→ Task description:
Only the lines with "trace" in the entries below belong in the answer; please copy them.

→ Records to use:
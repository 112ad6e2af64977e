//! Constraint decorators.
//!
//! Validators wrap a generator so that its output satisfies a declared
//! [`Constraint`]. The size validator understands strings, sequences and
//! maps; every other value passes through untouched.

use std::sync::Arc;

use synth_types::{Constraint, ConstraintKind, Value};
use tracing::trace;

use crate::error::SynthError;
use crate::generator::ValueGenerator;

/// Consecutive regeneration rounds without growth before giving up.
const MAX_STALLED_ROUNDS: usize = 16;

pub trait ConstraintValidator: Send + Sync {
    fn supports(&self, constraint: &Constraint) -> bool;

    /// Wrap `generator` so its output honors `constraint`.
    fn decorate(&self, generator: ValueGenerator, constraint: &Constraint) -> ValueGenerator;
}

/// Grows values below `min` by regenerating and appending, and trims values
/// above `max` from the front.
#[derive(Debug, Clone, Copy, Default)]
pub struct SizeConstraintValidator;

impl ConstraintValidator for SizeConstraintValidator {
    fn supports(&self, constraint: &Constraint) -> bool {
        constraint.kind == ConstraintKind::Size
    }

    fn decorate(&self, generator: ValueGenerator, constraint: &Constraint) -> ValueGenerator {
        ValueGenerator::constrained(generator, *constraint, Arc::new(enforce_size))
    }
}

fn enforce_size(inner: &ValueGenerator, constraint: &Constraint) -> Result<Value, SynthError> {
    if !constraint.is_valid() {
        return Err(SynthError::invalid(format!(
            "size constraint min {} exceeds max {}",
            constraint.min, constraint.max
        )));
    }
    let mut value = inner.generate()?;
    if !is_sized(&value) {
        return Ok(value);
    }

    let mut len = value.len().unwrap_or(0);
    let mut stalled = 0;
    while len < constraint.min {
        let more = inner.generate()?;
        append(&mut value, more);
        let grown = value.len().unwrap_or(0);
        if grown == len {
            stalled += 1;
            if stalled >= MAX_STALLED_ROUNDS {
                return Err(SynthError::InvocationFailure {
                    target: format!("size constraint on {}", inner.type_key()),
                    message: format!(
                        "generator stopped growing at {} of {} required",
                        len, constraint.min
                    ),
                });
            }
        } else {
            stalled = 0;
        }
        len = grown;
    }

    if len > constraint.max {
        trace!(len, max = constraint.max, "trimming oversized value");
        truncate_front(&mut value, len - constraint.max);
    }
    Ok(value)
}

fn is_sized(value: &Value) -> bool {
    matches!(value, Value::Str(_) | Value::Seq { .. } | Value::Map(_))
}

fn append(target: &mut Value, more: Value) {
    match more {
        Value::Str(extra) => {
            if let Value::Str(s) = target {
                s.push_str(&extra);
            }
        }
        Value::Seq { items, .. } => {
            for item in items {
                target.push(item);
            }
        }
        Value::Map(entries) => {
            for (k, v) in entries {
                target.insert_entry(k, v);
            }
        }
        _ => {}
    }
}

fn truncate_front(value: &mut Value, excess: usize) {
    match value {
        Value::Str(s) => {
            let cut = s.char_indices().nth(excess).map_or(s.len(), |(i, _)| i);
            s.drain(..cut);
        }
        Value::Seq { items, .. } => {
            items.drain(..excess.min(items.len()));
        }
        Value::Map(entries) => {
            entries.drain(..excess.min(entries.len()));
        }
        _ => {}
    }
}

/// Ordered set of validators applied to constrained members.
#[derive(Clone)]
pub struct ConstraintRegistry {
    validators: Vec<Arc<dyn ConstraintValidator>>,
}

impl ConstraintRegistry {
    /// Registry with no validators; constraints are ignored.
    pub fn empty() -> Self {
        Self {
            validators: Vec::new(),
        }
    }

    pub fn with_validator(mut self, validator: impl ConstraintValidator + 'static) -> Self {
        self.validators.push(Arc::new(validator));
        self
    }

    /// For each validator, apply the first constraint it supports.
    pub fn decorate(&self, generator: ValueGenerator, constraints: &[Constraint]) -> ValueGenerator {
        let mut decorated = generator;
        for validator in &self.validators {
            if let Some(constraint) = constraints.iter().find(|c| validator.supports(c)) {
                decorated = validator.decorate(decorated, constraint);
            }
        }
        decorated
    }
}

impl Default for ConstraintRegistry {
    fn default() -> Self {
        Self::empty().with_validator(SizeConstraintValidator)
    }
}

...

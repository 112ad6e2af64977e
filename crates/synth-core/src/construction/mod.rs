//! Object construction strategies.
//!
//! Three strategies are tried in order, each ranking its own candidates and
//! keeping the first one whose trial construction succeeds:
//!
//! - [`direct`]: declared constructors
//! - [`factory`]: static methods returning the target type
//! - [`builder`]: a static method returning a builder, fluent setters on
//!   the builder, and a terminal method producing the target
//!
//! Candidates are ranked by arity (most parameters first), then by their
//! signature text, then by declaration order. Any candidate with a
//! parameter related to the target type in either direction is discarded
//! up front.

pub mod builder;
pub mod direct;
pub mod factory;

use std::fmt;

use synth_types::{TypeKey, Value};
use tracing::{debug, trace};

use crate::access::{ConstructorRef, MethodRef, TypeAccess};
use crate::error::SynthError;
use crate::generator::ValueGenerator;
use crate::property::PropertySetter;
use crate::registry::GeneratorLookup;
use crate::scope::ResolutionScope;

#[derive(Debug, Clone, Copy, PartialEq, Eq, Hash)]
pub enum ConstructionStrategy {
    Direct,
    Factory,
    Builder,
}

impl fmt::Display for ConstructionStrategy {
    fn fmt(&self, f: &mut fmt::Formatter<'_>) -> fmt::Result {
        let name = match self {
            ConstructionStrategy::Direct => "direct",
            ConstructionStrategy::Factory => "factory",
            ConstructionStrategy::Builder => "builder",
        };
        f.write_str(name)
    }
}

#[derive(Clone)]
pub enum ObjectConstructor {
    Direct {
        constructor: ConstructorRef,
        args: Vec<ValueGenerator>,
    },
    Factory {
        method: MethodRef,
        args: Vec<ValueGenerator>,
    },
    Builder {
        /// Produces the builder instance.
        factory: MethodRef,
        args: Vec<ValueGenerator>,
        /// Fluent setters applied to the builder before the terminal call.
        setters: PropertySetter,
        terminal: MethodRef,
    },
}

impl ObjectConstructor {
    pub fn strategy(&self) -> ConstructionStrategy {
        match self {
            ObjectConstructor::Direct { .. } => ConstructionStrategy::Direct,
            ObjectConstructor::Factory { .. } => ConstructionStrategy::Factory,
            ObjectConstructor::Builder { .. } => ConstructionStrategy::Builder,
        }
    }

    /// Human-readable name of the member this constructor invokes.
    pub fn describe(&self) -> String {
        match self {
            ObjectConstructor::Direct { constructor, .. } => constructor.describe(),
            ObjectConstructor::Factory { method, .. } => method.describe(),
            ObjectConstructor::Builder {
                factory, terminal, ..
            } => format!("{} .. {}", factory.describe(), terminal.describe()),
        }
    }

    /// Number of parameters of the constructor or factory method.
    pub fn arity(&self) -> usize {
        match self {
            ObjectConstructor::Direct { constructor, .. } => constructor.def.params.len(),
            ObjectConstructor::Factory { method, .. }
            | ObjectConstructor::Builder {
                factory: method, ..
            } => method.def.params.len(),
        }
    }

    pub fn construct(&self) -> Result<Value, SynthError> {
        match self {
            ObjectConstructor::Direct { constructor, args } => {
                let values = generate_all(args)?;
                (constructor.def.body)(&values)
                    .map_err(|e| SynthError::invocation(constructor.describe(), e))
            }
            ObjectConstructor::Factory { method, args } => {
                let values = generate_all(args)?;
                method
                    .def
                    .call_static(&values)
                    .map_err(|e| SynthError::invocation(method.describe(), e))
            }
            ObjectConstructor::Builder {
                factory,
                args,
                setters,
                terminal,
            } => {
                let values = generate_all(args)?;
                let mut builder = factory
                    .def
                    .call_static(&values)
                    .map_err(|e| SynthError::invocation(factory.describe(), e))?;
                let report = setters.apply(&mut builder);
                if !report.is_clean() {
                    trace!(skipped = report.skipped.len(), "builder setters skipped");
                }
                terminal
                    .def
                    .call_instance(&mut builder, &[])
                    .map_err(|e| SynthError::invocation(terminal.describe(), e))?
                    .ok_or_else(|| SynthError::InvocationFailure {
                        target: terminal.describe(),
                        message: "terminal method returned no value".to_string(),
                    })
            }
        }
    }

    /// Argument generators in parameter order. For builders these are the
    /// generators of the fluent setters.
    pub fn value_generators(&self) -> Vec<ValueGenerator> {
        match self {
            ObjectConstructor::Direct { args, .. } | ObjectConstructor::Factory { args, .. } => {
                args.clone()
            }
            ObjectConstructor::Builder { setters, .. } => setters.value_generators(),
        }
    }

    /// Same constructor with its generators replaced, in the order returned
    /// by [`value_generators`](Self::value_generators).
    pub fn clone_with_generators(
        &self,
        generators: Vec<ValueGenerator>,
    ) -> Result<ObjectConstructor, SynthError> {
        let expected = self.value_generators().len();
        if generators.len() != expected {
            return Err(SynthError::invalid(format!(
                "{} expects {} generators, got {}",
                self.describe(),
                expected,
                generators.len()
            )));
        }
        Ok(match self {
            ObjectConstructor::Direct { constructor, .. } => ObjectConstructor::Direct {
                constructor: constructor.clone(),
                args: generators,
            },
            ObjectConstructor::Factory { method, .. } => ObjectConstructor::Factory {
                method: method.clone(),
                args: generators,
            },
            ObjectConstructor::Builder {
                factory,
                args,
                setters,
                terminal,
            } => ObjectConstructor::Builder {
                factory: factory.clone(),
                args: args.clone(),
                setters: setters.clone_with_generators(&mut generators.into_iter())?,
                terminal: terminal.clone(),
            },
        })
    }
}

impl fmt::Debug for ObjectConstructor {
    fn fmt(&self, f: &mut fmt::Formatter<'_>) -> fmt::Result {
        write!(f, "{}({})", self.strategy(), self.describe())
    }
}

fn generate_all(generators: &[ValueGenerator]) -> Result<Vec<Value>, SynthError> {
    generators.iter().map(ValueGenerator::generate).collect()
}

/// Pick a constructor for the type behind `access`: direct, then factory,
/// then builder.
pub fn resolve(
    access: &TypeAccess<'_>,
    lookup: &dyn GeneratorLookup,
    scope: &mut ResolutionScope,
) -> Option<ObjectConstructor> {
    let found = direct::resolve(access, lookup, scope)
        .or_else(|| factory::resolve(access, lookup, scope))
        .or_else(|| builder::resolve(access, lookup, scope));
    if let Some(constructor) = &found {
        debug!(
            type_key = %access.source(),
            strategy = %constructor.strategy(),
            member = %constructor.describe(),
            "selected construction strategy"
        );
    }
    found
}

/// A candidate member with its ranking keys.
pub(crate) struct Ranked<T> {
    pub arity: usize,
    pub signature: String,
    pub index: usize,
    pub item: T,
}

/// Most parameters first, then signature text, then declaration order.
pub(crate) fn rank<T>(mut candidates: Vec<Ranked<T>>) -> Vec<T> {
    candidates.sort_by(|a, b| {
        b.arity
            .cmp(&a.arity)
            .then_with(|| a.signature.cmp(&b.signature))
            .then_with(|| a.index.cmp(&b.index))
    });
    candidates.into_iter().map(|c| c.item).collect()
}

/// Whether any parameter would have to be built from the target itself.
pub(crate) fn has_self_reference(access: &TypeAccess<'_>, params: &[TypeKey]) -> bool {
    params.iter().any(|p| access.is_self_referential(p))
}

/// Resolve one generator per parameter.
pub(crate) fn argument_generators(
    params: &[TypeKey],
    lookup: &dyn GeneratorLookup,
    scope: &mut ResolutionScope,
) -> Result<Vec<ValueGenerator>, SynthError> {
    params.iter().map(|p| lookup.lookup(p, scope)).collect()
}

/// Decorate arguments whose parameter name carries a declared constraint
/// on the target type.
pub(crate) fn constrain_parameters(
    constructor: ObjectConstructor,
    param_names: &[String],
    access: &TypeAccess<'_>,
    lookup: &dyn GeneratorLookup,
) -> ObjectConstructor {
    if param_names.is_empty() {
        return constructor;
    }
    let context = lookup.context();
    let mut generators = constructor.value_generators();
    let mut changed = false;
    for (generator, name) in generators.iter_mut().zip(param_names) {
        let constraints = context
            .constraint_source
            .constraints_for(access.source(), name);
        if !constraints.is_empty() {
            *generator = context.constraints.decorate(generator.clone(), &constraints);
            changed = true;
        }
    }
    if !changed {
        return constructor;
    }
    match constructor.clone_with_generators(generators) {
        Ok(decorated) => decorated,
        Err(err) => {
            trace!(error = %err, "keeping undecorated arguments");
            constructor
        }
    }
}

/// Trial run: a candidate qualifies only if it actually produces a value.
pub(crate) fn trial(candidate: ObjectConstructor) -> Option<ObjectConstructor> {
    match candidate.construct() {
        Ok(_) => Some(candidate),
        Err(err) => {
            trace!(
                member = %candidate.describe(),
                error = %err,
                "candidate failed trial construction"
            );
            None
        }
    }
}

→ Response for this exercise:
use tracing::trace;
        trace!(len, max = constraint.max, "trimming oversized value");
use tracing::{debug, trace};
                    trace!(skipped = report.skipped.len(), "builder setters skipped");
            trace!(error = %err, "keeping undecorated arguments");
            trace!(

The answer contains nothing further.